§ WHAT IS REQUIRED: Go line by line through the records below. Copy whichever lines contain the string "eprintln".

§ RECORDS:
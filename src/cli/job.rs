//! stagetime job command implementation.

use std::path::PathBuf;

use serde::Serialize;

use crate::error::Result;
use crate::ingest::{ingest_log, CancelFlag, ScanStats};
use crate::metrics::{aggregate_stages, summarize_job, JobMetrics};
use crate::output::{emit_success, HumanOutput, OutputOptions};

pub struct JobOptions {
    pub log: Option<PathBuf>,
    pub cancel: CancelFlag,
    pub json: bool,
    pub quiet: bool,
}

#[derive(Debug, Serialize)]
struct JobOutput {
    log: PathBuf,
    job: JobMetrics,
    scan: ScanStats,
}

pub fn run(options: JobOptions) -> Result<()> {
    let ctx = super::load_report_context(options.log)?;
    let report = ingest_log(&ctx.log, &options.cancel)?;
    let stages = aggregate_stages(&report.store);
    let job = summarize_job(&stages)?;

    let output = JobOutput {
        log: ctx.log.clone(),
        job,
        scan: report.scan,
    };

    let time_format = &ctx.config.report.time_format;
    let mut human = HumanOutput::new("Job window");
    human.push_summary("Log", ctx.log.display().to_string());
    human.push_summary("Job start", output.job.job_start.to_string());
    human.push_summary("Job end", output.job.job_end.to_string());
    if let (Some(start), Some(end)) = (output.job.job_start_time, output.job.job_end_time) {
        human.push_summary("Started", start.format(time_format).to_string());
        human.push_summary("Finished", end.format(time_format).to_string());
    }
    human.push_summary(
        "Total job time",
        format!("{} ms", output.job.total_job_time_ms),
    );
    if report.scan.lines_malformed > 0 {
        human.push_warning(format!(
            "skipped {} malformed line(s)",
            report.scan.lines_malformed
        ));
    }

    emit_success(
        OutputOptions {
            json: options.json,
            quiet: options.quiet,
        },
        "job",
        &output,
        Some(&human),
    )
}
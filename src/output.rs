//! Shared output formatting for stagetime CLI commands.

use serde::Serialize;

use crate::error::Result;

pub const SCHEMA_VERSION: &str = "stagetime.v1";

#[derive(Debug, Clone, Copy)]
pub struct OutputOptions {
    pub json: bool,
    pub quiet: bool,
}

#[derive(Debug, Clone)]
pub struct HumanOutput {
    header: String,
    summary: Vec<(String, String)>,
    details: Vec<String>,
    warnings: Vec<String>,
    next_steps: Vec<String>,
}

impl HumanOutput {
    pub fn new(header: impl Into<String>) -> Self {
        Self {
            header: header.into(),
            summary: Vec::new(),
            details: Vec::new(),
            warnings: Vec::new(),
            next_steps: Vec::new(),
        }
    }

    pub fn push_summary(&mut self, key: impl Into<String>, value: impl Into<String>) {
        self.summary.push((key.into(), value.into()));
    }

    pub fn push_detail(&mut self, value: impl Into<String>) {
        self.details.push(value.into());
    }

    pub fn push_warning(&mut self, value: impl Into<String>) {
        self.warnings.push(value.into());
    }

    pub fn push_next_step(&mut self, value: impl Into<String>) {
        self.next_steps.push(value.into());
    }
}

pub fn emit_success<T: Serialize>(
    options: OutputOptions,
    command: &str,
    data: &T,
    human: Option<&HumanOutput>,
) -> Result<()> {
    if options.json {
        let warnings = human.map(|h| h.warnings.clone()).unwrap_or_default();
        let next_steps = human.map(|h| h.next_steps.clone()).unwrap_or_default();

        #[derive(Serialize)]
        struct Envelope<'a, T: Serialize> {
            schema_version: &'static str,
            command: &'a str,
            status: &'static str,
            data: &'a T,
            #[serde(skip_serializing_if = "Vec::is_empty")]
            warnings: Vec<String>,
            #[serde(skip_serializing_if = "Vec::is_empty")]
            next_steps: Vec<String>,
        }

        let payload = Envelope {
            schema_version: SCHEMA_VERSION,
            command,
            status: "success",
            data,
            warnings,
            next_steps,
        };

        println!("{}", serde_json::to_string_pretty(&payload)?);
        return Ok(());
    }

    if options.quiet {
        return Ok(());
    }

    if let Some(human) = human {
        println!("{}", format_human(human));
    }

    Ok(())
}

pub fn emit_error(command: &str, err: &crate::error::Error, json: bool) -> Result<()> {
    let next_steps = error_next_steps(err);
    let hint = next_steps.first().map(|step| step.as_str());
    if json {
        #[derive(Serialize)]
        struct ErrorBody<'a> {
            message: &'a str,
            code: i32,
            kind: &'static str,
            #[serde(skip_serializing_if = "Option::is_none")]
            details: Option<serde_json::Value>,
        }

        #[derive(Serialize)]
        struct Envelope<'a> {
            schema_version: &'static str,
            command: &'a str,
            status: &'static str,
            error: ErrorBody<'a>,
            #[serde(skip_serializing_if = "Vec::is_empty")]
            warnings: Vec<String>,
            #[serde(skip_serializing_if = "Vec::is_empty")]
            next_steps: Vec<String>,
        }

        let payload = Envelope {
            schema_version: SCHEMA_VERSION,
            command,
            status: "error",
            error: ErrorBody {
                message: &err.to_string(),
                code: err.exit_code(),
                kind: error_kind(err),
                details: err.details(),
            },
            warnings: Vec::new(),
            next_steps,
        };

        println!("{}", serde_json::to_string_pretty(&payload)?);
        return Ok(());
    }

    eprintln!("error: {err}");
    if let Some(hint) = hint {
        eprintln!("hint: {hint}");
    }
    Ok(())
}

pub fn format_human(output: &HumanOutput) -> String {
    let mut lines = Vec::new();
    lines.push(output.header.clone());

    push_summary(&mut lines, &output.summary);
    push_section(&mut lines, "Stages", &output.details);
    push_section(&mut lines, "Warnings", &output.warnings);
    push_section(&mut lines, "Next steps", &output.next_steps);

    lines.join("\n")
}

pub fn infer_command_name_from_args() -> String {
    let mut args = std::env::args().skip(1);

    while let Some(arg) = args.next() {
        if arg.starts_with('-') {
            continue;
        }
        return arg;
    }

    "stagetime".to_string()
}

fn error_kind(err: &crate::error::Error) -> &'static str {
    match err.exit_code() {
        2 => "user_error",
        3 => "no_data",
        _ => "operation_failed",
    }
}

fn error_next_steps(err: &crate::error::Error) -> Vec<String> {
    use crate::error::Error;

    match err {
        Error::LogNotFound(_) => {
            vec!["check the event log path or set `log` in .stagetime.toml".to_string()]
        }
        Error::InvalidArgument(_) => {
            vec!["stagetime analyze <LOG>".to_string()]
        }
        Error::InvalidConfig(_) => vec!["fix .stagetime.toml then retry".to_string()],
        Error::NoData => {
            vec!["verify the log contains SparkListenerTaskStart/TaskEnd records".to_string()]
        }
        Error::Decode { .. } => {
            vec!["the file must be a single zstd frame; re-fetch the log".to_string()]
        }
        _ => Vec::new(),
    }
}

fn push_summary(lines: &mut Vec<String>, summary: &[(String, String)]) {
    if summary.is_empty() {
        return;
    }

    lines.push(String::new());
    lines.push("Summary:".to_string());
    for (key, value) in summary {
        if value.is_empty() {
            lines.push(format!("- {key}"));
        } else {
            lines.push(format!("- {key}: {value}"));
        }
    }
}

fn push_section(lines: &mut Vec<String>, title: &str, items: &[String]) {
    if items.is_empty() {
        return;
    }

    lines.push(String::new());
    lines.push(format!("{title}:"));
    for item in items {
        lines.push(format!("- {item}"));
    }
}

§ RESULT FOR THIS EXERCISE:
    eprintln!("error: {err}");
        eprintln!("hint: {hint}");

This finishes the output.